Task statement
Pull out every line below that holds the word "push".

Dataset entries:
★ ★ ★ ★ ★

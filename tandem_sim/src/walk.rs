//! Linear walks over a provider.
//!
//! A walk drives one provider through the calls a graph evaluator would
//! make: a provider phase (input, validate, configure) followed by a
//! resource phase in which every resource and data source runs its own
//! chain of steps. Chains are interleaved in a seeded order that keeps
//! each chain's steps in sequence, and may be split across concurrent
//! lanes. Every output is captured in a [`WalkTrace`] so two walks can be
//! compared afterwards.

use crate::error::SimError;
use crate::world::{DataSourceSpec, ResourceSpec, SimWorld};
use rand::seq::SliceRandom;
use rand::SeedableRng;
use rand_chacha::ChaCha8Rng;
use std::collections::{BTreeMap, HashMap};
use std::fmt;
use std::sync::Arc;
use tandem_env::{
    InstanceDiff, InstanceState, ProviderError, ResourceConfig, ResourceProvider, UiInput,
    Validation,
};
use tracing::{debug, trace};

/// Attribute the drifting walk injects into state before each refresh.
pub const DRIFT_ATTRIBUTE: &str = "drift";

/// One step of a resource or data-source chain.
///
/// Indices point into [`WalkPlan::resources`] or [`WalkPlan::data_sources`].
#[derive(Debug, Clone, Copy, PartialEq, Eq, Hash)]
pub enum Step {
    ValidateResource(usize),
    Diff(usize),
    Apply(usize),
    Refresh(usize),
    Import(usize),
    ValidateDataSource(usize),
    ReadDataDiff(usize),
    ReadDataApply(usize),
}

/// The object a step works on.
#[derive(Debug, Clone, Copy, PartialEq, Eq, Hash)]
enum Target {
    Resource(usize),
    DataSource(usize),
}

impl Step {
    /// Returns the operation name.
    pub fn name(&self) -> &'static str {
        match self {
            Step::ValidateResource(_) => "validate_resource",
            Step::Diff(_) => "diff",
            Step::Apply(_) => "apply",
            Step::Refresh(_) => "refresh",
            Step::Import(_) => "import_state",
            Step::ValidateDataSource(_) => "validate_data_source",
            Step::ReadDataDiff(_) => "read_data_diff",
            Step::ReadDataApply(_) => "read_data_apply",
        }
    }

    fn target(&self) -> Target {
        match *self {
            Step::ValidateResource(i)
            | Step::Diff(i)
            | Step::Apply(i)
            | Step::Refresh(i)
            | Step::Import(i) => Target::Resource(i),
            Step::ValidateDataSource(j) | Step::ReadDataDiff(j) | Step::ReadDataApply(j) => {
                Target::DataSource(j)
            }
        }
    }
}

/// What a walk will do.
#[derive(Debug, Clone, Default)]
pub struct WalkPlan {
    /// Provider configuration passed to `input`
    pub provider_config: ResourceConfig,

    pub resources: Vec<ResourceSpec>,
    pub data_sources: Vec<DataSourceSpec>,
}

impl WalkPlan {
    /// Plans a walk over every object in `world`.
    pub fn from_world(world: &SimWorld) -> Self {
        Self {
            provider_config: ResourceConfig::new(),
            resources: world.resources.clone(),
            data_sources: world.data_sources.clone(),
        }
    }

    /// Adds a resource to the plan.
    pub fn with_resource(mut self, resource: ResourceSpec) -> Self {
        self.resources.push(resource);
        self
    }

    /// Returns one chain per resource, then one per data source.
    pub fn chains(&self) -> Vec<Vec<Step>> {
        let resources = self.resources.iter().enumerate().map(|(i, r)| {
            let mut chain = vec![
                Step::ValidateResource(i),
                Step::Diff(i),
                Step::Apply(i),
                Step::Refresh(i),
            ];
            if r.import {
                chain.push(Step::Import(i));
            }
            chain
        });
        let data_sources = (0..self.data_sources.len()).map(|j| {
            vec![
                Step::ValidateDataSource(j),
                Step::ReadDataDiff(j),
                Step::ReadDataApply(j),
            ]
        });
        resources.chain(data_sources).collect()
    }

    /// Total number of resource-phase steps.
    pub fn step_count(&self) -> usize {
        self.chains().iter().map(Vec::len).sum()
    }

    /// Trace label of a step: operation name and the object's human id.
    pub fn label(&self, step: Step) -> String {
        let subject = match step.target() {
            Target::Resource(i) => self.resources[i].info.human_id(),
            Target::DataSource(j) => self.data_sources[j].info.human_id(),
        };
        format!("{} {}", step.name(), subject)
    }
}

/// Interleaves `chains` in a seeded order, keeping each chain in sequence.
pub fn interleave(chains: &[Vec<Step>], order_seed: u64) -> Vec<Step> {
    let mut slots: Vec<usize> = chains
        .iter()
        .enumerate()
        .flat_map(|(c, chain)| std::iter::repeat(c).take(chain.len()))
        .collect();
    slots.shuffle(&mut ChaCha8Rng::seed_from_u64(order_seed));

    let mut cursors = vec![0usize; chains.len()];
    slots
        .into_iter()
        .map(|c| {
            let step = chains[c][cursors[c]];
            cursors[c] += 1;
            step
        })
        .collect()
}

/// Output of one walk step.
#[derive(Debug, Clone, PartialEq)]
pub enum StepOutput {
    Config(Result<ResourceConfig, ProviderError>),
    Configured(Result<(), ProviderError>),
    Validation(Validation),
    Diff(Result<Option<InstanceDiff>, ProviderError>),
    State(Result<Option<InstanceState>, ProviderError>),
    Imported(Result<Vec<InstanceState>, ProviderError>),

    /// The step had nothing to work on, e.g. apply without a diff
    Skipped,
}

/// Every output of a walk, by step label.
#[derive(Debug, Clone, Default, PartialEq)]
pub struct WalkTrace {
    outputs: BTreeMap<String, StepOutput>,
}

impl WalkTrace {
    fn record(&mut self, label: String, output: StepOutput) {
        trace!(step = %label, "step finished");
        self.outputs.insert(label, output);
    }

    fn merge(&mut self, other: WalkTrace) {
        self.outputs.extend(other.outputs);
    }

    /// Returns the output recorded under `label`.
    pub fn get(&self, label: &str) -> Option<&StepOutput> {
        self.outputs.get(label)
    }

    /// Number of recorded steps.
    pub fn len(&self) -> usize {
        self.outputs.len()
    }

    /// Returns true if nothing was recorded.
    pub fn is_empty(&self) -> bool {
        self.outputs.is_empty()
    }

    /// Labels recorded here whose output in `other` is missing or different.
    pub fn mismatches(&self, other: &WalkTrace) -> Vec<String> {
        self.outputs
            .iter()
            .filter(|(label, output)| other.outputs.get(*label) != Some(*output))
            .map(|(label, _)| label.clone())
            .collect()
    }
}

impl fmt::Display for WalkTrace {
    fn fmt(&self, f: &mut fmt::Formatter<'_>) -> fmt::Result {
        for (label, output) in &self.outputs {
            writeln!(f, "{}: {:?}", label, output)?;
        }
        Ok(())
    }
}

/// Labels of the provider phase.
pub const INPUT_LABEL: &str = "input provider";
pub const VALIDATE_LABEL: &str = "validate provider";
pub const CONFIGURE_LABEL: &str = "configure provider";

/// Per-object progress along its chain.
#[derive(Debug, Default)]
struct Progress {
    state: Option<InstanceState>,
    diff: Option<InstanceDiff>,
}

/// Drives a provider through a [`WalkPlan`].
pub struct Walk<P> {
    provider: Arc<P>,
    plan: Arc<WalkPlan>,
    order_seed: u64,
    lanes: usize,
    drift: bool,
}

impl<P: ResourceProvider> Walk<P> {
    /// Creates a single-lane walk with order seed 0.
    pub fn new(provider: Arc<P>, plan: Arc<WalkPlan>) -> Self {
        Self {
            provider,
            plan,
            order_seed: 0,
            lanes: 1,
            drift: false,
        }
    }

    /// Sets the seed of the step interleaving.
    pub fn with_order_seed(mut self, seed: u64) -> Self {
        self.order_seed = seed;
        self
    }

    /// Splits the chains across `lanes` concurrent tasks.
    pub fn with_lanes(mut self, lanes: usize) -> Self {
        self.lanes = lanes.max(1);
        self
    }

    /// Makes the walk tamper with state before every refresh.
    pub fn with_drift(mut self, drift: bool) -> Self {
        self.drift = drift;
        self
    }

    /// Runs input, validate and configure in order.
    ///
    /// Returns the trace together with the completed configuration, or
    /// the first error from `input` or `configure`.
    pub async fn provider_phase(
        &self,
        input: &dyn UiInput,
    ) -> Result<(WalkTrace, ResourceConfig), ProviderError> {
        let mut trace = WalkTrace::default();

        let completed = self.provider.input(input, &self.plan.provider_config).await;
        trace.record(INPUT_LABEL.to_string(), StepOutput::Config(completed.clone()));
        let completed = completed?;

        let validation = self.provider.validate(&completed).await;
        trace.record(VALIDATE_LABEL.to_string(), StepOutput::Validation(validation));

        let configured = self.provider.configure(&completed).await;
        trace.record(CONFIGURE_LABEL.to_string(), StepOutput::Configured(configured.clone()));
        configured?;

        Ok((trace, completed))
    }

    /// Runs the resource phase and returns its trace.
    pub async fn run(self) -> Result<WalkTrace, SimError> {
        let chains = self.plan.chains();
        let lanes = self.lanes.min(chains.len()).max(1);

        let mut split: Vec<Vec<Vec<Step>>> = vec![Vec::new(); lanes];
        for (c, chain) in chains.into_iter().enumerate() {
            split[c % lanes].push(chain);
        }

        let handles: Vec<_> = split
            .into_iter()
            .enumerate()
            .map(|(lane, chains)| {
                let lane_walk = Lane {
                    provider: Arc::clone(&self.provider),
                    plan: Arc::clone(&self.plan),
                    drift: self.drift,
                };
                let seed = self.order_seed.wrapping_add(lane as u64);
                tokio::spawn(lane_walk.run(interleave(&chains, seed)))
            })
            .collect();

        let mut trace = WalkTrace::default();
        for handle in handles {
            trace.merge(handle.await?);
        }
        debug!(steps = trace.len(), lanes, "walk finished");
        Ok(trace)
    }
}

/// One sequential strand of a walk.
struct Lane<P> {
    provider: Arc<P>,
    plan: Arc<WalkPlan>,
    drift: bool,
}

impl<P: ResourceProvider> Lane<P> {
    async fn run(self, order: Vec<Step>) -> WalkTrace {
        let mut trace = WalkTrace::default();
        let mut progress: HashMap<Target, Progress> = HashMap::new();

        for step in order {
            let entry = progress.entry(step.target()).or_default();
            let output = self.execute(step, entry).await;
            trace.record(self.plan.label(step), output);
            // Let other lanes and the opposite walk make progress
            tokio::task::yield_now().await;
        }
        trace
    }

    async fn execute(&self, step: Step, progress: &mut Progress) -> StepOutput {
        let provider = &self.provider;
        match step {
            Step::ValidateResource(i) => {
                let r = &self.plan.resources[i];
                StepOutput::Validation(
                    provider.validate_resource(&r.info.resource_type, &r.config).await,
                )
            }
            Step::Diff(i) => {
                let r = &self.plan.resources[i];
                let result = provider.diff(&r.info, progress.state.as_ref(), &r.config).await;
                progress.diff = result.clone().ok().flatten();
                StepOutput::Diff(result)
            }
            Step::Apply(i) => {
                let Some(diff) = progress.diff.take() else {
                    return StepOutput::Skipped;
                };
                let r = &self.plan.resources[i];
                let result = provider.apply(&r.info, progress.state.as_ref(), &diff).await;
                if let Ok(next) = &result {
                    progress.state = next.clone();
                }
                StepOutput::State(result)
            }
            Step::Refresh(i) => {
                let Some(mut state) = progress.state.clone() else {
                    return StepOutput::Skipped;
                };
                if self.drift {
                    state
                        .attributes
                        .insert(DRIFT_ATTRIBUTE.to_string(), "shadow".to_string());
                }
                let r = &self.plan.resources[i];
                let result = provider.refresh(&r.info, &state).await;
                if let Ok(next) = &result {
                    progress.state = next.clone();
                }
                StepOutput::State(result)
            }
            Step::Import(i) => {
                let Some(state) = &progress.state else {
                    return StepOutput::Skipped;
                };
                let r = &self.plan.resources[i];
                StepOutput::Imported(provider.import_state(&r.info, &state.id).await)
            }
            Step::ValidateDataSource(j) => {
                let d = &self.plan.data_sources[j];
                StepOutput::Validation(
                    provider
                        .validate_data_source(&d.info.resource_type, &d.config)
                        .await,
                )
            }
            Step::ReadDataDiff(j) => {
                let d = &self.plan.data_sources[j];
                let result = provider.read_data_diff(&d.info, &d.config).await;
                progress.diff = result.clone().ok().flatten();
                StepOutput::Diff(result)
            }
            Step::ReadDataApply(j) => {
                let Some(diff) = progress.diff.take() else {
                    return StepOutput::Skipped;
                };
                let d = &self.plan.data_sources[j];
                StepOutput::State(provider.read_data_apply(&d.info, &diff).await)
            }
        }
    }
}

★ ★ ★ ★ ★

Written answer
        self.resources.push(resource);
                chain.push(Step::Import(i));
            split[c % lanes].push(chain);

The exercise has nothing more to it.